Distinguished Young Alumni Award
Gwendolyn Michele Bounds ’93
If Wendy Bounds ’93 is sitting on the edge of her seat tonight, it may not be from the excitement of receiving the Distinguished Young Alumni Award. More likely it is because she just biked 275 miles in three days to raise money to fight AIDS. She did it for a friend, John Guinan, who had done the fundraising ride for 10 years until his cancer progressed to the point he couldn’t do it anymore. Wendy rode for him this year, keeping alive his tradition, the way Guinan kept alive his father’s store, “the little chapel on the river” that Wendy wrote about in her book published in 2005.
Wendy lived in an apartment building next to the World Trade Center, a short walk to The Wall Street Journal where she was a reporter, until 9/11 left her homeless. While looking for a place to live a safe distance away from New York, she was dropped off at Guinan’s Store, a deli with a five-stool bar tacked onto the back overlooking the Hudson River, to wait for a train back to the city. She struck up a conversation with Guinan’s father, who had bought the store decades before, and learned how, when he got too sick to work it every day, his son got up at 4 every morning to open the store so commuters on the early train could have hot coffee and a newspaper for their ride to work. Then his son went to his full-time job and stopped back at the end of the day to close the store for the night.

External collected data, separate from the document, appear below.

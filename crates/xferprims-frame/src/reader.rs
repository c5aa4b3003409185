use std::io::{ErrorKind, Read};

use tracing::trace;

use crate::codec::{FrameHeader, HEADER_SIZE};
use crate::error::{FrameError, Result};

/// Read exactly one frame header from `reader` (blocking).
///
/// Handles partial reads internally. Reaching EOF before all
/// [`HEADER_SIZE`] bytes arrive is [`FrameError::HeaderTruncated`]; the
/// length is only decoded once the full header is buffered.
pub fn read_header<R: Read + ?Sized>(reader: &mut R) -> Result<FrameHeader> {
    let mut buf = [0u8; HEADER_SIZE];
    let mut filled = 0usize;

    while filled < HEADER_SIZE {
        match reader.read(&mut buf[filled..]) {
            Ok(0) => return Err(FrameError::HeaderTruncated { received: filled }),
            Ok(n) => filled += n,
            Err(err) if err.kind() == ErrorKind::Interrupted => continue,
            Err(err) => return Err(FrameError::Io(err)),
        }
    }

    let header = FrameHeader::decode(buf);
    trace!(length = header.length, "read frame header");
    Ok(header)
}
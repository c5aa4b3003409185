use clap::ValueEnum;
use tracing_subscriber::EnvFilter;

#[derive(Copy, Clone, Debug, ValueEnum)]
pub enum LogFormat {
    Text,
    Json,
}

#[derive(Copy, Clone, Debug, ValueEnum)]
pub enum LogLevel {
    Error,
    Warn,
    Info,
    Debug,
    Trace,
}

impl LogLevel {
    pub fn as_filter(self) -> tracing::level_filters::LevelFilter {
        match self {
            LogLevel::Error => tracing::level_filters::LevelFilter::ERROR,
            LogLevel::Warn => tracing::level_filters::LevelFilter::WARN,
            LogLevel::Info => tracing::level_filters::LevelFilter::INFO,
            LogLevel::Debug => tracing::level_filters::LevelFilter::DEBUG,
            LogLevel::Trace => tracing::level_filters::LevelFilter::TRACE,
        }
    }
}

pub fn init_logging(format: LogFormat, level: LogLevel) {
    let filter = match std::env::var(EnvFilter::DEFAULT_ENV) {
        Ok(directives) if !directives.trim().is_empty() => EnvFilter::new(directives),
        _ => EnvFilter::default().add_directive(level.as_filter().into()),
    };

    let builder = tracing_subscriber::fmt()
        .with_writer(std::io::stderr)
        .with_env_filter(filter)
        .with_ansi(false)
        .with_target(false);

    match format {
        LogFormat::Text => {
            let _ = builder.try_init();
        }
        LogFormat::Json => {
            let _ = builder.json().try_init();
        }
    }
}
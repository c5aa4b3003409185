//! Length-prefixed framing for single-file transfers.
//!
//! Every transfer is framed with one 8-byte little-endian payload length,
//! followed by exactly that many payload bytes. One frame per connection;
//! no magic, checksum or trailer.
//!
//! The blocking helpers here only deal with the header. Moving the payload
//! is the job of a copy strategy (`xferprims-copy`). With the `async`
//! feature, [`TransferCodec`] decodes a whole transfer from a tokio stream.

pub mod codec;
pub mod error;
pub mod reader;
pub mod writer;

#[cfg(feature = "async")]
pub mod async_codec;

pub use codec::{decode_length, encode_length, FrameHeader, HEADER_SIZE};
pub use error::{FrameError, Result};
pub use reader::read_header;
pub use writer::write_header;

#[cfg(feature = "async")]
pub use async_codec::{write_header_async, TransferCodec, TransferPart, DEFAULT_MAX_CHUNK};
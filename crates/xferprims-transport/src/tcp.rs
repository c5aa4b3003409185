use std::net::{SocketAddr, TcpListener, TcpStream, ToSocketAddrs};
use std::time::Duration;

use tracing::{debug, info};

use crate::connection::Connection;
use crate::error::{Result, TransportError};

/// TCP listener/dialer for transfer connections.
pub struct TcpTransport {
    listener: TcpListener,
    local_addr: SocketAddr,
}

impl TcpTransport {
    /// Bind and listen on `addr` (`host:port`; port 0 picks an ephemeral port).
    pub fn bind(addr: &str) -> Result<Self> {
        let listener = TcpListener::bind(addr).map_err(|e| TransportError::Bind {
            addr: addr.to_string(),
            source: e,
        })?;
        let local_addr = listener.local_addr().map_err(|e| TransportError::Bind {
            addr: addr.to_string(),
            source: e,
        })?;

        info!(%local_addr, "listening for transfer connections");

        Ok(Self {
            listener,
            local_addr,
        })
    }

    /// Accept an incoming connection (blocking).
    pub fn accept(&self) -> Result<Connection> {
        let (stream, peer) = self.listener.accept().map_err(TransportError::Accept)?;
        debug!(%peer, "accepted connection");
        Ok(Connection::from_tcp(stream))
    }

    /// Dial a listening transfer server (blocking).
    pub fn connect(addr: &str) -> Result<Connection> {
        let stream = TcpStream::connect(addr).map_err(|e| TransportError::Connect {
            addr: addr.to_string(),
            source: e,
        })?;
        debug!(addr, "connected to transfer server");
        Ok(Connection::from_tcp(stream))
    }

    /// Dial with a bound on connection establishment.
    ///
    /// Every resolved address is tried in order; the last error is returned.
    pub fn connect_timeout(addr: &str, timeout: Duration) -> Result<Connection> {
        let connect_err = |source| TransportError::Connect {
            addr: addr.to_string(),
            source,
        };

        let mut last_err = None;
        for candidate in addr.to_socket_addrs().map_err(connect_err)? {
            match TcpStream::connect_timeout(&candidate, timeout) {
                Ok(stream) => {
                    debug!(addr, %candidate, "connected to transfer server");
                    return Ok(Connection::from_tcp(stream));
                }
                Err(err) => last_err = Some(err),
            }
        }

        Err(connect_err(last_err.unwrap_or_else(|| {
            std::io::Error::new(
                std::io::ErrorKind::InvalidInput,
                "address resolved to no candidates",
            )
        })))
    }

    /// The address this listener is bound to.
    pub fn local_addr(&self) -> SocketAddr {
        self.local_addr
    }

    /// Transport name for diagnostics.
    pub fn transport_name(&self) -> &'static str {
        "tcp"
    }
}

The conversation inspired Wendy to help out at the bar herself, and led to her book about finding home again in the midst of so much upheaval.
Before writing the book, Wendy was a scripted Type A personality—at Carolina, missing the deadline to file for editor-in-chief of The Daily Tar Heel, along with Dacia Toll ’94, because she was perfecting the layout of her campaign petitions. She and Dacia launched a write-in campaign, going door-to-door to convince students to write in “Gwendolyn Michele Bounds and Dacia Merle Toll” on the ballots. They didn’t win, but they didn’t come in last, either.
Wendy was a serious journalist from her early days at UNC. As editor-in-chief of The UNC Journalist, the magazine of the journalism school, she secured an interview with Al Neuharth, CEO of the Gannett syndicate, impressing him with her skills. As soon as she graduated, The Wall Street Journal snapped her up. “That doesn’t happen,” Dacia said. “The Wall Street Journal doesn’t hire kids out of college.”
Her editors at the Journal recognized her ability to tell a story—any story. Her editor, Larry Rout, said she has the best antennae for a great story of any reporter he’s ever met. As the Journal’s small-business reporter, Wendy once wrote about two women who created a very successful business — selling thongs — that developed cachet among celebrities. The story was about how the entrepreneurs created a business largely out of buzz. Rout said it was the only time he’s ever seen a story about thongs on the front page of The Wall Street Journal.
After taking time off to write her book, Wendy returned to the Journal but took herself off her fast rise on the managerial track. She is a columnist for the paper now and recently launched its small-business blog. She reports as a weekly financial correspondent for CNBC and regularly contributes to “Good Morning America.” She also writes do-it-yourself pieces on home improvement projects she undertakes.
Larry Rout says, “She’s not only a great reporter, she can put up drywall and install a whole new floor for you.”
And even though her book has gone into a second printing and is selling well, she still shows up every once in a while at Guinan’s when she’s needed for the early morning shift. She counts her hours behind the counter listening to commuter’s tales as among her happiest.
“By being there,” Wendy says, “and by ultimately capturing this spot in the pages of my book, I was able to aid the preservation of something that matters to so many other people. That’s what I’d look back on, if these were my final days, and claim as my proudest moments.”